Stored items
>>>

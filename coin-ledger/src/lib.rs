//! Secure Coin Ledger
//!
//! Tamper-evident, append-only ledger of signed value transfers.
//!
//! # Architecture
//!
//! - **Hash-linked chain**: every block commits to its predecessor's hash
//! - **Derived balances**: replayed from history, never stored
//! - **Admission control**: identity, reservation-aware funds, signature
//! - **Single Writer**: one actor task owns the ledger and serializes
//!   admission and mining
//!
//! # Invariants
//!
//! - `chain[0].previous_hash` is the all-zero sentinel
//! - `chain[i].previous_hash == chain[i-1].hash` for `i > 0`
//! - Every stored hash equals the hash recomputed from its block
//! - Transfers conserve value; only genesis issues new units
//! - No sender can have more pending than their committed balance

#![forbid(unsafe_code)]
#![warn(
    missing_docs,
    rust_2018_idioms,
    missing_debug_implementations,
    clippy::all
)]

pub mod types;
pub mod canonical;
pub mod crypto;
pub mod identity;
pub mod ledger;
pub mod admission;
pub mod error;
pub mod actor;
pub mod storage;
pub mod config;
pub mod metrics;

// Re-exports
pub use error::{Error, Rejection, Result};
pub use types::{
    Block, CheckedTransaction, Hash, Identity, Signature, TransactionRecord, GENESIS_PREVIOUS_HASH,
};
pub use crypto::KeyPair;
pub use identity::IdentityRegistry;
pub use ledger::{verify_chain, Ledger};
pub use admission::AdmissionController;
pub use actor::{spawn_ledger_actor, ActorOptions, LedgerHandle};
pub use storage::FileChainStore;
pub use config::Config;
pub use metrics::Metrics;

<<<
>>>

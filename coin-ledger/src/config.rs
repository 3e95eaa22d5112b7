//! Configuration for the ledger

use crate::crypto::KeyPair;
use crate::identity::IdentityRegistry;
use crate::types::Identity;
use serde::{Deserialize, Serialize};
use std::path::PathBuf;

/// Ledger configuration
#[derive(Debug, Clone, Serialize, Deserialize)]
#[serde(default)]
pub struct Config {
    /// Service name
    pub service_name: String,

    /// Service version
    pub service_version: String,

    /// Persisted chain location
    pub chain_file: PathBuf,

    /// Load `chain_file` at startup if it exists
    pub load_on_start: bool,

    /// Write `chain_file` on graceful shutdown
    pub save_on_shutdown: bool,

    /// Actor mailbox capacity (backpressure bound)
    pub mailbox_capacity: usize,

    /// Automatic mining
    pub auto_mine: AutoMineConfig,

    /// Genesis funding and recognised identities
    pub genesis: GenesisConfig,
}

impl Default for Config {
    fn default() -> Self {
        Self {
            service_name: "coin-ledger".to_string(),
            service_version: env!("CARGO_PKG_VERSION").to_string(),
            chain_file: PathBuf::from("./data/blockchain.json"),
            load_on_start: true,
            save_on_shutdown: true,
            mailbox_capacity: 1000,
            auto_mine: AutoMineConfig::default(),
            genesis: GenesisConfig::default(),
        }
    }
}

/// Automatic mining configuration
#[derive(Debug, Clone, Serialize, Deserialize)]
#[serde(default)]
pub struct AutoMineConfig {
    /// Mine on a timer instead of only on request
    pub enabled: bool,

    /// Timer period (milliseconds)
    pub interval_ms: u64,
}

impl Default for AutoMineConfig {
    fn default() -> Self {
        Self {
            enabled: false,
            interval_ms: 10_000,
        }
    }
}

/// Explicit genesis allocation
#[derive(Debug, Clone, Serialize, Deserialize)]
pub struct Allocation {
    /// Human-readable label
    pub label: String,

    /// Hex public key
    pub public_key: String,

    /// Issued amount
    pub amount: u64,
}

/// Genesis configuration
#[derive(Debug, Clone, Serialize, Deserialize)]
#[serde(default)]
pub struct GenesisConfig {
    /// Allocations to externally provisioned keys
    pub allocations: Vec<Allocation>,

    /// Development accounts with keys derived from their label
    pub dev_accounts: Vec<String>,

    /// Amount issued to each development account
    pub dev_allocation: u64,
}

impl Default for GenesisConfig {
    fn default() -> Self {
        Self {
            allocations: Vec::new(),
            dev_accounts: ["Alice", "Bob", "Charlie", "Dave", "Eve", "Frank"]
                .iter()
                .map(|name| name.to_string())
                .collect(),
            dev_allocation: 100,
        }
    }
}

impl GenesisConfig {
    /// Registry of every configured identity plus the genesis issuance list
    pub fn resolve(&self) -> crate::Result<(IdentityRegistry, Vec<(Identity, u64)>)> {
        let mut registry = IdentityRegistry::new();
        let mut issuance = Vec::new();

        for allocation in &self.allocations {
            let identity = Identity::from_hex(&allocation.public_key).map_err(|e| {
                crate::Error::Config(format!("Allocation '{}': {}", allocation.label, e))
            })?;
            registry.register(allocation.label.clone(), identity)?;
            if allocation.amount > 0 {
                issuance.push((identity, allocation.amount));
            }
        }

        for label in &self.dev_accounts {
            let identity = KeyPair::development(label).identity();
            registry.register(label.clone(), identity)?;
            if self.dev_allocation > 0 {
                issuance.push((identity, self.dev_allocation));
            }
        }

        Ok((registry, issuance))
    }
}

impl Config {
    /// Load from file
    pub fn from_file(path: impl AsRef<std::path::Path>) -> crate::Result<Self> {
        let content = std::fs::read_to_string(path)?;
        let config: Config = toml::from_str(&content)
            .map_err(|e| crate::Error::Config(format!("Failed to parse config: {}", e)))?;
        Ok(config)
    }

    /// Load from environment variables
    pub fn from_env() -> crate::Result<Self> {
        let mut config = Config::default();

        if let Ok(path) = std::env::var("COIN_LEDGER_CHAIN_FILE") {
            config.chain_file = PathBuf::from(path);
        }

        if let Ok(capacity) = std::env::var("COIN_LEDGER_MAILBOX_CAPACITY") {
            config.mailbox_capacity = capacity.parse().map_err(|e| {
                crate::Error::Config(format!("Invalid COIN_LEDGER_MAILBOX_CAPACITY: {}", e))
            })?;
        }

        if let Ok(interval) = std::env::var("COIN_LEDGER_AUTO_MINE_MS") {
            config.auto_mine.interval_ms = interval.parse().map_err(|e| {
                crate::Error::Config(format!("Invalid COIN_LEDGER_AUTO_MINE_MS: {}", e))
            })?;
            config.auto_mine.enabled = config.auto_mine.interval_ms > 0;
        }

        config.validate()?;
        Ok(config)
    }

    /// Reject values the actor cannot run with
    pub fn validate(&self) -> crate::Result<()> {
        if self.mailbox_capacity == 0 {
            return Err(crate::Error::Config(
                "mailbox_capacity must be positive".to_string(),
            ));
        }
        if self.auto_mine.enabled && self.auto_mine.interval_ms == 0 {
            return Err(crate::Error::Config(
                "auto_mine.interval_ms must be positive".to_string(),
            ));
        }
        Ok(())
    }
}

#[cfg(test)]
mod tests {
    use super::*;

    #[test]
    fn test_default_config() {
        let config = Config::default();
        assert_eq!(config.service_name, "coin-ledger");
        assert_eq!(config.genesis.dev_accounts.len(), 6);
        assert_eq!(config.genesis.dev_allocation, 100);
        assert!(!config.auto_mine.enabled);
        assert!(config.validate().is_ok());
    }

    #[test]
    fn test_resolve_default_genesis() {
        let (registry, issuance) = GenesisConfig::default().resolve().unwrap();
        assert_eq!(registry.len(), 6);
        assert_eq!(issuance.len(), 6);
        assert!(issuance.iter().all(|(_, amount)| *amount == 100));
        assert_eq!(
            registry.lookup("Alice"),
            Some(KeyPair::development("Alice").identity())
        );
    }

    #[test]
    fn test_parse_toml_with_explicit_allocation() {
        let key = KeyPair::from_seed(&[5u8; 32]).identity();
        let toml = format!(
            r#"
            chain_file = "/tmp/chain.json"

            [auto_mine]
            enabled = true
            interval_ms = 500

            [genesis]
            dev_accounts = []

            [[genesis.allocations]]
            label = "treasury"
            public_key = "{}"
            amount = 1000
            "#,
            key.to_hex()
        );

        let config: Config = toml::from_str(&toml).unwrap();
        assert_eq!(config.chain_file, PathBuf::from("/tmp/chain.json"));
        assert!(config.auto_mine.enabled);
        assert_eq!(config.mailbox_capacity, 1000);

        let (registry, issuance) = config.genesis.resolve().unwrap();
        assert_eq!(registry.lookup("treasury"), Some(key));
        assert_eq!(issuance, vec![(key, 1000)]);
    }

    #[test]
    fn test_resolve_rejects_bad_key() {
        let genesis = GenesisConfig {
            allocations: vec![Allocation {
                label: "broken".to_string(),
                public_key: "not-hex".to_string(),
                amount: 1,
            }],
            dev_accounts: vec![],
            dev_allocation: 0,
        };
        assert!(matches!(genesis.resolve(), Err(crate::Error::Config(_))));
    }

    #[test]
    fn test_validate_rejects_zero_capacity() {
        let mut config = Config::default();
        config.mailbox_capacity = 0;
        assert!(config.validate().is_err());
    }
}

<<<

== WORK TASK ==
Look through the entries above and list every line containing "types".

== TASK RESULT ==
pub mod types;
pub use types::{
use crate::types::Identity;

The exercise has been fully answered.